For the ChIP-Seq assay, the ChIP samples were prepared essentially the same as described above except that the chromatin was sheared to 100 to 500 bp long fragments. The precipitated DNA was further processed following the instruction of Illumina ChIP-Seq DNA Sample Prep Kit (Illumina Inc). The DNA library was sequenced using Illumina platform Genome Analyzer II in the Ohio State University MCIC (Wooster, Ohio). The sequencing reads were mapped to the Arabidopsis genome (TAIR10; http://www.arabidopsis.org) using Bowtie with the following mapping parameters: the quality matrix, phred64-quals; the minimum seed length, l = 20; the allowed mismatch in the seed, n = 1 [28]. The mapped reads (both IP and IN) were used as input to analyze the significantly enriched peaks using Cisgenome with default parameters [29]. The sequences of the enriched peak sites and their linked genes were extracted using the same program package. The sequence data (.fastq files) were deposited to The NCBI Sequence Read Archive with accession number of SRA060798.

For sequence motif identifications, the enriched peak sites were analyzed using MEME-CHIP to find over-represented sequence motifs with the parameter setting: Distribution of motif occurrences, zero or one per sequence; Minimum motif width, 6; Maximum motif width, 30 [31]. For the GO enrichment analysis, the ES-linked genes were analyzed using GeneCodis and GOEAST program packages [32, 33].
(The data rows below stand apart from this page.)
//! Data source tags carried by every record.

use serde::{Deserialize, Serialize};
use std::fmt;
use std::str::FromStr;
use thiserror::Error;

/// Upstream API a record was extracted from.
#[derive(Debug, Clone, Copy, PartialEq, Eq, Hash, PartialOrd, Ord, Serialize, Deserialize)]
#[serde(rename_all = "snake_case")]
pub enum Source {
    AlphaVantage,
    YahooFinance,
}

impl Source {
    /// Both sources, in pipeline order.
    pub const ALL: [Source; 2] = [Source::AlphaVantage, Source::YahooFinance];

    pub fn as_str(&self) -> &'static str {
        match self {
            Source::AlphaVantage => "alpha_vantage",
            Source::YahooFinance => "yahoo_finance",
        }
    }
}

impl fmt::Display for Source {
    fn fmt(&self, f: &mut fmt::Formatter<'_>) -> fmt::Result {
        f.write_str(self.as_str())
    }
}

#[derive(Debug, Clone, PartialEq, Eq, Error)]
#[error("unknown data source '{0}'")]
pub struct UnknownSource(pub String);

impl FromStr for Source {
    type Err = UnknownSource;

    fn from_str(s: &str) -> Result<Self, Self::Err> {
        match s.trim() {
            "alpha_vantage" => Ok(Source::AlphaVantage),
            "yahoo_finance" => Ok(Source::YahooFinance),
            other => Err(UnknownSource(other.to_string())),
        }
    }
}

/// Source tag of a merged record.
///
/// `Blended` marks a record whose values were averaged across both sources.
#[derive(Debug, Clone, Copy, PartialEq, Eq, Hash, Serialize, Deserialize)]
#[serde(rename_all = "snake_case")]
pub enum MergedSource {
    AlphaVantage,
    YahooFinance,
    Blended,
}

impl MergedSource {
    pub fn as_str(&self) -> &'static str {
        match self {
            MergedSource::AlphaVantage => "alpha_vantage",
            MergedSource::YahooFinance => "yahoo_finance",
            MergedSource::Blended => "blended",
        }
    }
}

impl From<Source> for MergedSource {
    fn from(source: Source) -> Self {
        match source {
            Source::AlphaVantage => MergedSource::AlphaVantage,
            Source::YahooFinance => MergedSource::YahooFinance,
        }
    }
}

impl fmt::Display for MergedSource {
    fn fmt(&self, f: &mut fmt::Formatter<'_>) -> fmt::Result {
        f.write_str(self.as_str())
    }
}

impl FromStr for MergedSource {
    type Err = UnknownSource;

    fn from_str(s: &str) -> Result<Self, Self::Err> {
        match s.trim() {
            "blended" => Ok(MergedSource::Blended),
            other => other.parse::<Source>().map(MergedSource::from),
        }
    }
}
For circadian rhythm analysis, the seeds of Col and pcfs4-1 mutant were germinated on MS medium at 4°C in the dark for 2 days and moved to growth chamber under 22°C, 12/12 hr light/dark photoperiod. Ten days later, the chamber was set on constant light conditions. The seedlings were collected every four hours starting right at the beginning of the constant light and ending at 72 hrs. The collected seedlings were immediately frozen in liquid nitrogen and stored at -80°C until all the samples were collected. Total RNA was extracted using Concert™ Plant RNA Reagent and treated with Turbo DNase-free (both from Invitrogen). The DNase treated RNA was reverse-transcribed using SuperScript® III (Invitrogen) and Oligo-dT(18) primer. The abundance of CCA1 and TOC1 transcripts were estimated with qPCR and normalized to the abundance of UBQ10 transcripts. The primers used for the qPCR are listed in Additional file 2: Table S6.